Exercise directions
From the data underneath, reproduce exactly the stretch that begins at the line with "inmutable del diseño." and ends after the line with "iguales, sin importar".

Data to use

□ □ □ □ □

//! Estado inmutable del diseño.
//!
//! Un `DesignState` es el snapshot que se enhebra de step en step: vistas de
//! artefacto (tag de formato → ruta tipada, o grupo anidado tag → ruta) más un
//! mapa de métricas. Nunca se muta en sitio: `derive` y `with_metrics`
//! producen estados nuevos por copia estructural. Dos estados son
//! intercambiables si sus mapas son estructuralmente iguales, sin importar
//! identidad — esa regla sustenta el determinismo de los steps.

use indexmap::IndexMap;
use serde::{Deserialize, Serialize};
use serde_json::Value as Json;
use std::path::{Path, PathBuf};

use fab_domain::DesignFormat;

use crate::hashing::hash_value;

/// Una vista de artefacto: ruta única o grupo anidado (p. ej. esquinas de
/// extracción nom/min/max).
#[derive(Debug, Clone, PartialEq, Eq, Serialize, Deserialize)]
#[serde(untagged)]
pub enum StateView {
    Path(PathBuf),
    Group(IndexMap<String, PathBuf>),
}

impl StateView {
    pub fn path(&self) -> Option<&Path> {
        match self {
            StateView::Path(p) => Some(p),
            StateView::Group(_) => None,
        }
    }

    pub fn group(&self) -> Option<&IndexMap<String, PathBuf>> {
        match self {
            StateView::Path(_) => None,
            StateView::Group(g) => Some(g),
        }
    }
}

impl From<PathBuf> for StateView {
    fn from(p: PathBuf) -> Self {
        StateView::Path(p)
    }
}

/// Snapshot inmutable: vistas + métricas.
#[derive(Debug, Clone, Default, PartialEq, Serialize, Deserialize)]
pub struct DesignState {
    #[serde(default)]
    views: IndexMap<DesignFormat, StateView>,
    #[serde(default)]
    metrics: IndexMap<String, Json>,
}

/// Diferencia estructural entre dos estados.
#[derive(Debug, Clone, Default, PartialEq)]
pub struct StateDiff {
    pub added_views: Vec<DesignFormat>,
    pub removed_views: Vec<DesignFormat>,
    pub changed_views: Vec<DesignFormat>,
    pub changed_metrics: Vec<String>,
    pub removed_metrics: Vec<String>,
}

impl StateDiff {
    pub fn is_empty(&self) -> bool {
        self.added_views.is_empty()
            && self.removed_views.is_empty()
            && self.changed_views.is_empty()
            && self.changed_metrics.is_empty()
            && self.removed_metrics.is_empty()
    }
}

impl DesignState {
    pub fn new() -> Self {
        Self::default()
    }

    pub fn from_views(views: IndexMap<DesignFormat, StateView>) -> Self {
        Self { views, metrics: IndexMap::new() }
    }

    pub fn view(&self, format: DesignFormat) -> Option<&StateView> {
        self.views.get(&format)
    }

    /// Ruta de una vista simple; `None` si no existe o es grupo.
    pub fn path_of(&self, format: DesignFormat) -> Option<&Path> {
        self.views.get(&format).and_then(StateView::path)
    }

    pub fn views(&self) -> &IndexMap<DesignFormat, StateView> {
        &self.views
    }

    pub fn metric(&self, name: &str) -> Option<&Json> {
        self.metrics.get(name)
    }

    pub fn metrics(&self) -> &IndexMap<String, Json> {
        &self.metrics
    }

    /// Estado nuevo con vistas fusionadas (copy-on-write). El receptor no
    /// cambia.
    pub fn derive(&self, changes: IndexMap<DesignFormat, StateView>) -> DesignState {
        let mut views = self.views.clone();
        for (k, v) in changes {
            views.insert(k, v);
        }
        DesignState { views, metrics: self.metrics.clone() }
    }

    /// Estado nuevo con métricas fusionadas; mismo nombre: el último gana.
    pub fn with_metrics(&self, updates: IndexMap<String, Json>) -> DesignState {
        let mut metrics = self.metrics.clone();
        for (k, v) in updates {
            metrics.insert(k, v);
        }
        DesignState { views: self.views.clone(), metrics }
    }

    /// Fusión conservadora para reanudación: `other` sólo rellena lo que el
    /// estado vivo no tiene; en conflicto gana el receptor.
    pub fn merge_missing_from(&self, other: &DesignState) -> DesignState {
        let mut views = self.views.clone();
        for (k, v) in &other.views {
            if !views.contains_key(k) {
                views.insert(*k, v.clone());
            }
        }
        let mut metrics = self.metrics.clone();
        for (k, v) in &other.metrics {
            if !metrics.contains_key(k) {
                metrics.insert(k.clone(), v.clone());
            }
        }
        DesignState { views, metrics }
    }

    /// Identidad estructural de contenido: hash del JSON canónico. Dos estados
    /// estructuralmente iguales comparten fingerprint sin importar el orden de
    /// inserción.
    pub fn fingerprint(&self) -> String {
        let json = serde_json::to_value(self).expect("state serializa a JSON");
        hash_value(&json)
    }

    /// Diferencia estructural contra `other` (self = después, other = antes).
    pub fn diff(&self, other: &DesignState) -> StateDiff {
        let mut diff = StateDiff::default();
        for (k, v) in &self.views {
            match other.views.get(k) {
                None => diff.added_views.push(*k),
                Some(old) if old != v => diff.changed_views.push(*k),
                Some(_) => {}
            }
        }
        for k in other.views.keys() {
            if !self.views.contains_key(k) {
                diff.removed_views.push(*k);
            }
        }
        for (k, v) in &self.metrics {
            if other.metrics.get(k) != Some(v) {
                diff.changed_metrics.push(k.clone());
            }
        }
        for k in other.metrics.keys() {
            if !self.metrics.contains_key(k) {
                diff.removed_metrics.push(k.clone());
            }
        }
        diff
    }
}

□ □ □ □ □

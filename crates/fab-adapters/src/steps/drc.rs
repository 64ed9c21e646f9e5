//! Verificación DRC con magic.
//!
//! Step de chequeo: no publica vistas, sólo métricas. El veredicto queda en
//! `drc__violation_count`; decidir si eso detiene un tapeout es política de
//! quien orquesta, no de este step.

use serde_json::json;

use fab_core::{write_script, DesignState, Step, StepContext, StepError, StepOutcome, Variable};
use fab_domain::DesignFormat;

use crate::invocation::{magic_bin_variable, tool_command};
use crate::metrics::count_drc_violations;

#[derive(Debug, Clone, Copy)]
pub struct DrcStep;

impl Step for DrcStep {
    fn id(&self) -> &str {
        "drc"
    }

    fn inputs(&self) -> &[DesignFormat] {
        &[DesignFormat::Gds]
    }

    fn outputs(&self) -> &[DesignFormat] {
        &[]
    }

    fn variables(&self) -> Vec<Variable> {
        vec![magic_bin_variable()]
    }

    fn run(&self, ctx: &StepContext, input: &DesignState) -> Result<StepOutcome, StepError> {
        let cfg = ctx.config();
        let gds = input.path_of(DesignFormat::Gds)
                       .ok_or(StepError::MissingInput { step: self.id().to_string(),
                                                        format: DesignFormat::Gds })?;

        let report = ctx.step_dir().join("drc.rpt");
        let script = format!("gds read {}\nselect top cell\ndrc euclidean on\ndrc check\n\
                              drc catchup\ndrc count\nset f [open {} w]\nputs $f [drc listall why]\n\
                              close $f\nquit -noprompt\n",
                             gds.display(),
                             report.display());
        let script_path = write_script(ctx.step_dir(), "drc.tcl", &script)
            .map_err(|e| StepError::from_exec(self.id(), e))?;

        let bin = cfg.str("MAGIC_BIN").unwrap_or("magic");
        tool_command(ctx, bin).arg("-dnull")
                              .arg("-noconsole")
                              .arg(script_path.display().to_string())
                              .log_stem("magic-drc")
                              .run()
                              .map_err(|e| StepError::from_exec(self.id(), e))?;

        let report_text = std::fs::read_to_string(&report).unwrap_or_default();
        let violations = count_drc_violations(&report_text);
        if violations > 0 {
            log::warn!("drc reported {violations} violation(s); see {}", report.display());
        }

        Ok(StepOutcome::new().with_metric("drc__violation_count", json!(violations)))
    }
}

□ □ □ □ □

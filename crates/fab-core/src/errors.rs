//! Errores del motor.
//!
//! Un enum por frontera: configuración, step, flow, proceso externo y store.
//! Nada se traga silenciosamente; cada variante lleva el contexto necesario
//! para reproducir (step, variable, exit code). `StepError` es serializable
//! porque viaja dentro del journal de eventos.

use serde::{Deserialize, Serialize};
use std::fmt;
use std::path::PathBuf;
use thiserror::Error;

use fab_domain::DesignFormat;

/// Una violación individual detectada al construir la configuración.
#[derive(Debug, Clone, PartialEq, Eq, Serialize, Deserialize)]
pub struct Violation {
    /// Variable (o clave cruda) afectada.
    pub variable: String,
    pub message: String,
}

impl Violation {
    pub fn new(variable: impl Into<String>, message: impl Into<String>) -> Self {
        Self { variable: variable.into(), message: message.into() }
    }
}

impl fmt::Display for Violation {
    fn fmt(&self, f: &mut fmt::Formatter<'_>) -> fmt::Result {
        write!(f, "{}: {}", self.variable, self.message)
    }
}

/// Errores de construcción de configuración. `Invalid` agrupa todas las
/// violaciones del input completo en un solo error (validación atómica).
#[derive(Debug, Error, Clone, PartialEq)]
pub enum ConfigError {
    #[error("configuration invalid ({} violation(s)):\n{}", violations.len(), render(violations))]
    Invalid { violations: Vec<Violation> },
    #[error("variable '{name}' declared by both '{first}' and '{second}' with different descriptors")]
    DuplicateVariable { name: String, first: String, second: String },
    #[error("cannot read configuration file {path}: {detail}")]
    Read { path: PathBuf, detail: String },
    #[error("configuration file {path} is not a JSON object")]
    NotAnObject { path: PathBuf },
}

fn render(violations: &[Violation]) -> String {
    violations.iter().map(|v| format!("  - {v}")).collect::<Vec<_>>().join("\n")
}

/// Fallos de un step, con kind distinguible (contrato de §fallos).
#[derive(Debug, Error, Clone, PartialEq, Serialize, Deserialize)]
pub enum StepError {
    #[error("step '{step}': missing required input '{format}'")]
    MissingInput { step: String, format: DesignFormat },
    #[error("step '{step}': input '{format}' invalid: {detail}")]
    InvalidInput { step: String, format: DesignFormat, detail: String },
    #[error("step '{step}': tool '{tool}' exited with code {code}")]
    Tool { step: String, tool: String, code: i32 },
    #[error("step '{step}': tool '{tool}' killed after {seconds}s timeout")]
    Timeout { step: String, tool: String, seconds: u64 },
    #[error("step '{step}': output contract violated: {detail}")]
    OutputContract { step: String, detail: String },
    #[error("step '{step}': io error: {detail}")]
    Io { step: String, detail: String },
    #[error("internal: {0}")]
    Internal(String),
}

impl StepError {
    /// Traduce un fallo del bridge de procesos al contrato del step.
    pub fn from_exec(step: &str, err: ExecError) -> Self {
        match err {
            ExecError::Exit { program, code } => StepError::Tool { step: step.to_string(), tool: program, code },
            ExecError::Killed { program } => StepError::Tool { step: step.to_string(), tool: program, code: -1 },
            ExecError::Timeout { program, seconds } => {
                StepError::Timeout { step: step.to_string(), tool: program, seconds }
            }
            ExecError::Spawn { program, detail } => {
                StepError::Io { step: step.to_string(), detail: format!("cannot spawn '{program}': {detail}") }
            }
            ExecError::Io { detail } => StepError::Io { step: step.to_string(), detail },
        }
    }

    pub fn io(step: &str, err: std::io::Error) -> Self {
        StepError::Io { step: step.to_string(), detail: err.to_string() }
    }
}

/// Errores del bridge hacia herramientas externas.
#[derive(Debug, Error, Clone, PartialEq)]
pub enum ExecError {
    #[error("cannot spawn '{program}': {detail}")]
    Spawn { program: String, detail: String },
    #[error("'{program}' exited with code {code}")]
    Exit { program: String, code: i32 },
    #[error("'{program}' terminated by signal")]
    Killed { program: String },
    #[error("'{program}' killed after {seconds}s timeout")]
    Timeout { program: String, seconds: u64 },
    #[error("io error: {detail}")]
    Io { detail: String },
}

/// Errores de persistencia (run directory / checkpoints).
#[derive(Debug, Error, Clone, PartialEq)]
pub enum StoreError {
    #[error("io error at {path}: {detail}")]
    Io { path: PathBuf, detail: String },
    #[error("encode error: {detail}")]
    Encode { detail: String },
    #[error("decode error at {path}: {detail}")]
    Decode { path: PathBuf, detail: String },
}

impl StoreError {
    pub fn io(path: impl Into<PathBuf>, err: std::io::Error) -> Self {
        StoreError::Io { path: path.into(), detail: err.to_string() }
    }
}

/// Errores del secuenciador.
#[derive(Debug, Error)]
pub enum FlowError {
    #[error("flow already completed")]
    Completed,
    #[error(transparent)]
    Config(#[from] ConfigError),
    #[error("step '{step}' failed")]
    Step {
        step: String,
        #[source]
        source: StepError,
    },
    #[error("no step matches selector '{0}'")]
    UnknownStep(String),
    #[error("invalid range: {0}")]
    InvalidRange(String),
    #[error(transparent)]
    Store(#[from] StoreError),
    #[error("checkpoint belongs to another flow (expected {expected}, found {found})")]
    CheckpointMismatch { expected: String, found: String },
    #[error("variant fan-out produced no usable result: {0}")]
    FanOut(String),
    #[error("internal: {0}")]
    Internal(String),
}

□ □ □ □ □

Response box
//! Estado inmutable del diseño.
//!
//! Un `DesignState` es el snapshot que se enhebra de step en step: vistas de
//! artefacto (tag de formato → ruta tipada, o grupo anidado tag → ruta) más un
//! mapa de métricas. Nunca se muta en sitio: `derive` y `with_metrics`
//! producen estados nuevos por copia estructural. Dos estados son
//! intercambiables si sus mapas son estructuralmente iguales, sin importar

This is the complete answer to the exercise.